Das GKG regelt auch den Export von Rüstungsgütern, die nicht durch das Kriegsmaterialgesetz kontrolliert sind, wie z.B. Simulatoren.

Pilatus hat 2006 einen PC-9 in den Tschad geliefert. Dieser ist laut den Bundesbehörden «sehr wahrscheinlich» bewaffnet worden.

Doch Tschad ist zudem im Besitz von 3 PC-7, die das Land von Frankreich und den USA gekauft hat. Offenbar sind lediglich noch zwei dieser Maschinen in flugfähigem Zustand.

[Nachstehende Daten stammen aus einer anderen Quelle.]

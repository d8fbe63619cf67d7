//! Card and preview compositors.
//!
//! ```text
//! SourceImage ─► resolve_crop ─► compose_card ──► card PNG (648×1032)
//!                                     │
//!                                     └─ NoiseBuffer ─► compose_preview ─► preview PNG (552×744)
//! ```
//!
//! Both compositors develop the image window the same way, on a window-sized
//! surface: paper → photo → vignette → grain → gloss. The preview is that
//! surface as is. The card draws the paper under its clip, lays the window
//! in at the margin, and adds the inset shadow ring. Grain is sampled once,
//! by the card, and the preview reuses that exact buffer, so the preview is
//! the card's image window minus its 1px shadow ring.

use crate::artifact::{Artifacts, EncodedImage};
use crate::config::Config;
use crate::imaging::effects::{apply_gloss, apply_grain, apply_inner_shadow, apply_vignette};
use crate::imaging::{
    CardGeometry, Color, CropRectangle, EffectParams, GeometryError, NoiseBuffer, SourceImage,
    Surface, SurfaceError, resolve_crop,
};
use image::imageops::FilterType;
use rand::rngs::StdRng;
use rand::{Rng, SeedableRng};
use thiserror::Error;
use tracing::debug;

#[derive(Error, Debug)]
pub enum ComposeError {
    #[error("geometry error: {0}")]
    Geometry(#[from] GeometryError),
    #[error("pixel access denied: the source image is not same-origin")]
    PixelAccessDenied,
    #[error("noise buffer is {actual:?} but the image window is {expected:?}")]
    NoiseMismatch {
        expected: (u32, u32),
        actual: (u32, u32),
    },
    #[error("surface error: {0}")]
    Surface(SurfaceError),
}

impl From<SurfaceError> for ComposeError {
    fn from(e: SurfaceError) -> Self {
        match e {
            SurfaceError::PixelAccessDenied => ComposeError::PixelAccessDenied,
            other => ComposeError::Surface(other),
        }
    }
}

/// Everything the compositors need besides the photo itself.
///
/// The film format is always [`CardGeometry::INSTAX_MINI`]; only the look
/// is configurable.
#[derive(Debug, Clone, Copy, PartialEq)]
pub struct CardStyle {
    geometry: CardGeometry,
    pub effects: EffectParams,
    /// Paper tone behind the photo.
    pub background: Color,
    pub rounded_corners: bool,
    pub filter: FilterType,
}

impl Default for CardStyle {
    fn default() -> Self {
        Self::from_config(&Config::default())
    }
}

impl CardStyle {
    pub fn from_config(config: &Config) -> Self {
        Self {
            geometry: CardGeometry::INSTAX_MINI,
            effects: config.effects,
            background: config.card.background,
            rounded_corners: config.card.rounded_corners,
            filter: config.card.resample_filter.into(),
        }
    }

    pub fn geometry(&self) -> CardGeometry {
        self.geometry
    }
}

/// The card plus the grain it was developed with.
#[derive(Debug, Clone)]
pub struct CardOutput {
    pub card: EncodedImage,
    pub noise: NoiseBuffer,
}

/// Paint the image window at the origin of its own surface.
///
/// Everything both artifacts share happens here, so the card's window and
/// the preview come from one code path.
fn develop_window(
    source: &SourceImage,
    crop: &CropRectangle,
    noise: &NoiseBuffer,
    style: &CardStyle,
) -> Result<Surface, ComposeError> {
    let rect = style.geometry.preview_rect();
    if (noise.width(), noise.height()) != (rect.width, rect.height) {
        return Err(ComposeError::NoiseMismatch {
            expected: (rect.width, rect.height),
            actual: (noise.width(), noise.height()),
        });
    }

    let mut surface = Surface::new(rect.width, rect.height)?;
    // Paper first, so translucent photos sit on the card tone
    surface.fill_rect(rect, &style.background.into());
    surface.draw_image(source, crop, rect, style.filter)?;

    apply_vignette(&mut surface, rect, &style.effects);
    apply_grain(&mut surface, rect, noise)?;
    apply_gloss(&mut surface, rect, &style.effects);
    Ok(surface)
}

/// Render the full card and sample the request's grain.
pub fn compose_card<R: Rng + ?Sized>(
    source: &SourceImage,
    crop: &CropRectangle,
    style: &CardStyle,
    rng: &mut R,
) -> Result<CardOutput, ComposeError> {
    let geo = style.geometry;
    let window = geo.image_window();
    let noise = NoiseBuffer::generate(
        window.width,
        window.height,
        style.effects.grain_amplitude,
        rng,
    );
    let developed = develop_window(source, crop, &noise, style)?;

    let mut surface = Surface::new(geo.card_width, geo.card_height)?;
    let card = geo.card_rect();
    let rounded =
        style.rounded_corners && surface.clip_to_rounded_rect(card, geo.corner_radius as f64);
    if !rounded {
        debug!(
            radius = geo.corner_radius,
            enabled = style.rounded_corners,
            "rounded clip unavailable, using rectangular card"
        );
        surface.clip_to_rect(card);
    }

    surface.fill_rect(card, &style.background.into());
    surface.draw_surface(&developed, window.x, window.y);
    apply_inner_shadow(&mut surface, window, &style.effects);

    let card = surface.encode_png()?;
    Ok(CardOutput { card, noise })
}

/// Render the borderless preview from the card's grain.
pub fn compose_preview(
    source: &SourceImage,
    crop: &CropRectangle,
    noise: &NoiseBuffer,
    style: &CardStyle,
) -> Result<EncodedImage, ComposeError> {
    let surface = develop_window(source, crop, noise, style)?;
    Ok(surface.encode_png()?)
}

/// Run the whole pipeline with fresh entropy for the grain.
pub fn develop(source: &SourceImage, style: &CardStyle) -> Result<Artifacts, ComposeError> {
    develop_with_rng(source, style, &mut StdRng::from_entropy())
}

/// Run the whole pipeline: crop, card, then preview from the card's grain.
///
/// Either both artifacts come back or neither does.
#[tracing::instrument(skip_all, fields(width = source.width(), height = source.height()))]
pub fn develop_with_rng<R: Rng + ?Sized>(
    source: &SourceImage,
    style: &CardStyle,
    rng: &mut R,
) -> Result<Artifacts, ComposeError> {
    let geo = style.geometry;
    let crop = resolve_crop(
        source.width(),
        source.height(),
        geo.image_width,
        geo.image_height,
    )?;
    debug!(
        sx = crop.sx,
        sy = crop.sy,
        s_width = crop.s_width,
        s_height = crop.s_height,
        "resolved crop"
    );

    let CardOutput { card, noise } = compose_card(source, &crop, style, rng)?;
    let preview = compose_preview(source, &crop, &noise, style)?;
    debug!(
        card_bytes = card.as_bytes().len(),
        preview_bytes = preview.as_bytes().len(),
        "developed"
    );
    Ok(Artifacts {
        card,
        preview,
        crop,
    })
}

Am 7. Januar meldete die Nachrichtenagentur Agence France Presse, die Armee habe ein Lager der Rebellen in Darfur bombardiert und dabei auch ein Pilatus-Flugzeug eingesetzt.

Am 15. Januar zeigte das Magazin «10 vor 10» des Deutschschweizer Fernesehens eine PC-7 in den Farben des Tschad, der mit Geschützen ausgerüstet ist.

Am 17. Januar publizierte die Genfer Zeitung «Le Temps» einen Artikel des Journalisten Ariel Herbez, der die Pilatus-Affäre seit 30 Jahren verfolgt. Im Artikel berichten Augenzeugen von regelmässigen kriegerischen Einsätzen von Pilatus-Flugzeugen in Darfur.